Further, due to the suction action and the formation of the inclined portion that expands from the inner side to the outer side of the lowermost through hole toward the pump chamber side, the slurry accumulated in the liquid contact chamber is smoothly removed to the pump chamber side. can do.

[Brief description of drawings]

FIG. 1 is a cross-sectional view of a main part of an embodiment of a split plate used in a shaft-rotating magnet pump according to the present invention viewed from the pump chamber side.

FIG. 2 is an explanatory view showing the entire structure of the same shaft rotary magnet pump, with the main parts cut away, as seen from the direction of arrows II-II in FIG.

FIG. 3 is an explanatory view showing an entire structure of a conventional shaft rotation type magnet pump with a main part cut away.

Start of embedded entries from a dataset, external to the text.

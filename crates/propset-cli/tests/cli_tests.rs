//! End-to-end tests for the `propset` binary.

use assert_cmd::Command;
use predicates::prelude::*;
use std::fs;
use tempfile::TempDir;

fn propset() -> Command {
    let mut cmd = Command::cargo_bin("propset").unwrap();
    // Keep assertions stable regardless of the test environment's terminal.
    cmd.env("NO_COLOR", "1");
    cmd
}

#[test]
fn help_flag_shows_usage() {
    propset()
        .arg("--help")
        .assert()
        .success()
        .stdout(predicate::str::contains("propset"))
        .stdout(predicate::str::contains("apply"));
}

#[test]
fn version_flag_matches_cargo() {
    propset()
        .arg("--version")
        .assert()
        .success()
        .stdout(predicate::str::contains(env!("CARGO_PKG_VERSION")));
}

#[test]
fn apply_from_scratch_writes_file() {
    let temp = TempDir::new().unwrap();
    let out = temp.path().join("new.properties");

    propset()
        .args([
            "apply",
            "-o",
            out.to_str().unwrap(),
            "-s",
            "key1=val1",
            "-s",
            "key2=val2",
            "-s",
            "key3=val3",
            "-c",
            "key2",
        ])
        .assert()
        .success()
        .stdout(predicate::str::contains("Updated"));

    assert_eq!(
        fs::read_to_string(&out).unwrap(),
        "key1=val1\n#key2=val2\nkey3=val3\n"
    );
}

#[test]
fn apply_edits_existing_file() {
    let temp = TempDir::new().unwrap();
    let file = temp.path().join("app.properties");
    fs::write(&file, "key1=val1\n#key2=val2\nkey3=val3\n").unwrap();

    let path = file.to_str().unwrap();
    propset()
        .args([
            "apply", "-i", path, "-o", path, "-c", "key2", "-u", "key1", "-r", "key3", "-s",
            "another.key=anotherValue",
        ])
        .assert()
        .success();

    assert_eq!(
        fs::read_to_string(&file).unwrap(),
        "key1=val1\n#key2=val2\nanother.key=anotherValue\n"
    );
}

#[test]
fn apply_same_request_twice_reports_unchanged() {
    let temp = TempDir::new().unwrap();
    let file = temp.path().join("app.properties");
    fs::write(&file, "key1=val1\n").unwrap();

    let path = file.to_str().unwrap();
    let args = ["apply", "-i", path, "-o", path, "-s", "key2=val2"];

    propset()
        .args(args)
        .assert()
        .success()
        .stdout(predicate::str::contains("Updated"));

    propset()
        .args(args)
        .assert()
        .success()
        .stdout(predicate::str::contains("Unchanged"));
}

#[test]
fn malformed_input_is_a_user_error() {
    let temp = TempDir::new().unwrap();
    let file = temp.path().join("bad.properties");
    fs::write(&file, "malformed_line_without_equals\n").unwrap();
    let out = temp.path().join("out.properties");

    propset()
        .args([
            "apply",
            "-i",
            file.to_str().unwrap(),
            "-o",
            out.to_str().unwrap(),
            "-s",
            "key1=val1",
        ])
        .assert()
        .failure()
        .code(2)
        .stderr(predicate::str::contains("no '=' separator"));

    // No partial output.
    assert!(!out.exists());
}

#[test]
fn from_scratch_without_upserts_is_rejected() {
    let temp = TempDir::new().unwrap();
    let out = temp.path().join("out.properties");

    propset()
        .args(["apply", "-o", out.to_str().unwrap(), "-r", "key1"])
        .assert()
        .failure()
        .code(2)
        .stderr(predicate::str::contains("at least one upsert"));

    assert!(!out.exists());
}

#[test]
fn missing_input_file_exits_not_found() {
    let temp = TempDir::new().unwrap();
    let out = temp.path().join("out.properties");

    propset()
        .args([
            "apply",
            "-i",
            "/definitely/not/here.properties",
            "-o",
            out.to_str().unwrap(),
            "-s",
            "key1=val1",
        ])
        .assert()
        .failure()
        .code(3)
        .stderr(predicate::str::contains("unavailable"));
}

#[test]
fn bad_set_pair_is_rejected_by_clap() {
    propset()
        .args(["apply", "-o", "out.properties", "-s", "no-delimiter"])
        .assert()
        .failure()
        .code(2);
}

#[test]
fn dry_run_writes_nothing() {
    let temp = TempDir::new().unwrap();
    let out = temp.path().join("out.properties");

    propset()
        .args([
            "apply",
            "-o",
            out.to_str().unwrap(),
            "-s",
            "key1=val1",
            "--dry-run",
        ])
        .assert()
        .success()
        .stdout(predicate::str::contains("Dry run"))
        .stdout(predicate::str::contains("key1=val1"));

    assert!(!out.exists());
}

#[test]
fn show_lists_entries() {
    let temp = TempDir::new().unwrap();
    let file = temp.path().join("app.properties");
    fs::write(&file, "key1=val1\n#key2=val2\n").unwrap();

    propset()
        .args(["show", "-i", file.to_str().unwrap(), "--format", "list"])
        .assert()
        .success()
        .stdout(predicate::str::contains("key1=val1"))
        .stdout(predicate::str::contains("#key2=val2"));
}

#[test]
fn show_active_only_filters_commented() {
    let temp = TempDir::new().unwrap();
    let file = temp.path().join("app.properties");
    fs::write(&file, "key1=val1\n#key2=val2\n").unwrap();

    propset()
        .args([
            "show",
            "-i",
            file.to_str().unwrap(),
            "--format",
            "list",
            "--active-only",
        ])
        .assert()
        .success()
        .stdout(predicate::str::contains("key1=val1"))
        .stdout(predicate::str::contains("key2").not());
}

#[test]
fn show_json_is_parseable() {
    let temp = TempDir::new().unwrap();
    let file = temp.path().join("app.properties");
    fs::write(&file, "key1=val1\n").unwrap();

    let assert = propset()
        .args(["show", "-i", file.to_str().unwrap(), "--format", "json"])
        .assert()
        .success();

    let stdout = String::from_utf8(assert.get_output().stdout.clone()).unwrap();
    let parsed: serde_json::Value = serde_json::from_str(&stdout).unwrap();
    assert_eq!(parsed[0]["key"], "key1");
    assert_eq!(parsed[0]["commented"], false);
}

#[test]
fn quiet_flag_suppresses_status_output() {
    let temp = TempDir::new().unwrap();
    let out = temp.path().join("out.properties");

    propset()
        .args(["-q", "apply", "-o", out.to_str().unwrap(), "-s", "key1=val1"])
        .assert()
        .success()
        .stdout(predicate::str::is_empty());

    assert!(out.exists());
}

#[test]
fn shell_completions_generate() {
    propset()
        .args(["completions", "bash"])
        .assert()
        .success()
        .stdout(predicate::str::contains("propset"));
}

FIG. 4 is a cross-sectional view showing a split plate as seen from the liquid contact chamber side in the direction of arrows IV-IV in FIG.

[Explanation of symbols]

DESCRIPTION OF SYMBOLS 1 ... Pump housing, 2 ... Pump head, 3 ... Suction port, 4 ... Discharge port, 5 ... Pump chamber, 6 ... Impeller, 8 ... Followed magnet rotor, 9 ... Rotating shaft, 11 ... Bearing member, 12 ... Split plate, 13 ... Upper through hole, 13a ... Opening portion (pump chamber side), 13b ... Outer end, 13c ...・ Inner end, 13d ... Opening part (wetted chamber side), 14 ... Bottom through hole, 14a ... Opening part (pump chamber side), 14b ... Outer end, 14c ... Inner side End, 14d ... Opening part (wetted chamber side), 15 ... Rear casing, 16 ... Wetted chamber, 17 ... Drive magnet rotor, 19 ... Drive motor, X ... Impeller Rotation direction, aa ... Central axis of the opening of the elongated hole of the upper through hole on the pump chamber side, b- ... center of the pump chamber side slot opening of the lower through-hole axis, o-o ... Split plate center axis in the radial direction of, θ _1, θ ₂ ··· inclination angle, α _1, α ₂ · ..Inclination angle, W ... Fluid

Claims (2)

[Scope of utility model registration request] 1. A pump housing having a pump head having an intake port and a discharge port, an impeller rotatably provided in a pump chamber of the pump housing, a driven magnet rotor supporting the impeller, and the driven magnet rotor. A rotatably rotatably supporting shaft of the shaft, and a partition plate for partitioning the pump chamber from the pump chamber, and a connecting plate communicating with the pump chamber through a plurality of through holes provided at least at upper and lower portions of the split plate. A rear casing fixed to the pump housing so as to form a liquid chamber and to cover the outer periphery of the driven magnet rotor, and the driven magnet rotor rotatably provided via the rear casing are driven to rotate. A rotary magnet pump having a drive magnet rotor for The through-hole has an opening on the pump chamber side formed in an elongated hole shape extending in the radial direction, and the central axis along the radial direction of the opening is defined with respect to the central axis of the split plate in the radial direction. The outer rotary end of the shaft is inclined so that the outer end is located on the side opposite to the rotation direction of the impeller with respect to the inner end, and the outer end is reduced toward the opening on the liquid contact chamber side. . 2. A through hole provided at least at the lowermost portion of the split plate has an opening on the pump chamber side formed in an elongated hole shape extending in the radial direction, and a central axis along the radial direction of the opening is defined by the split. With respect to the radial center axis of the plate, the outer end of the opening is inclined so that the outer end is located closer to the rotation direction side of the impeller than the inner end, and the opening on the liquid contact chamber side is on the pump chamber side. The shaft rotary magnet pump according to claim 1, wherein the shaft rotary magnet pump is formed so as to widen from the inside toward the outside.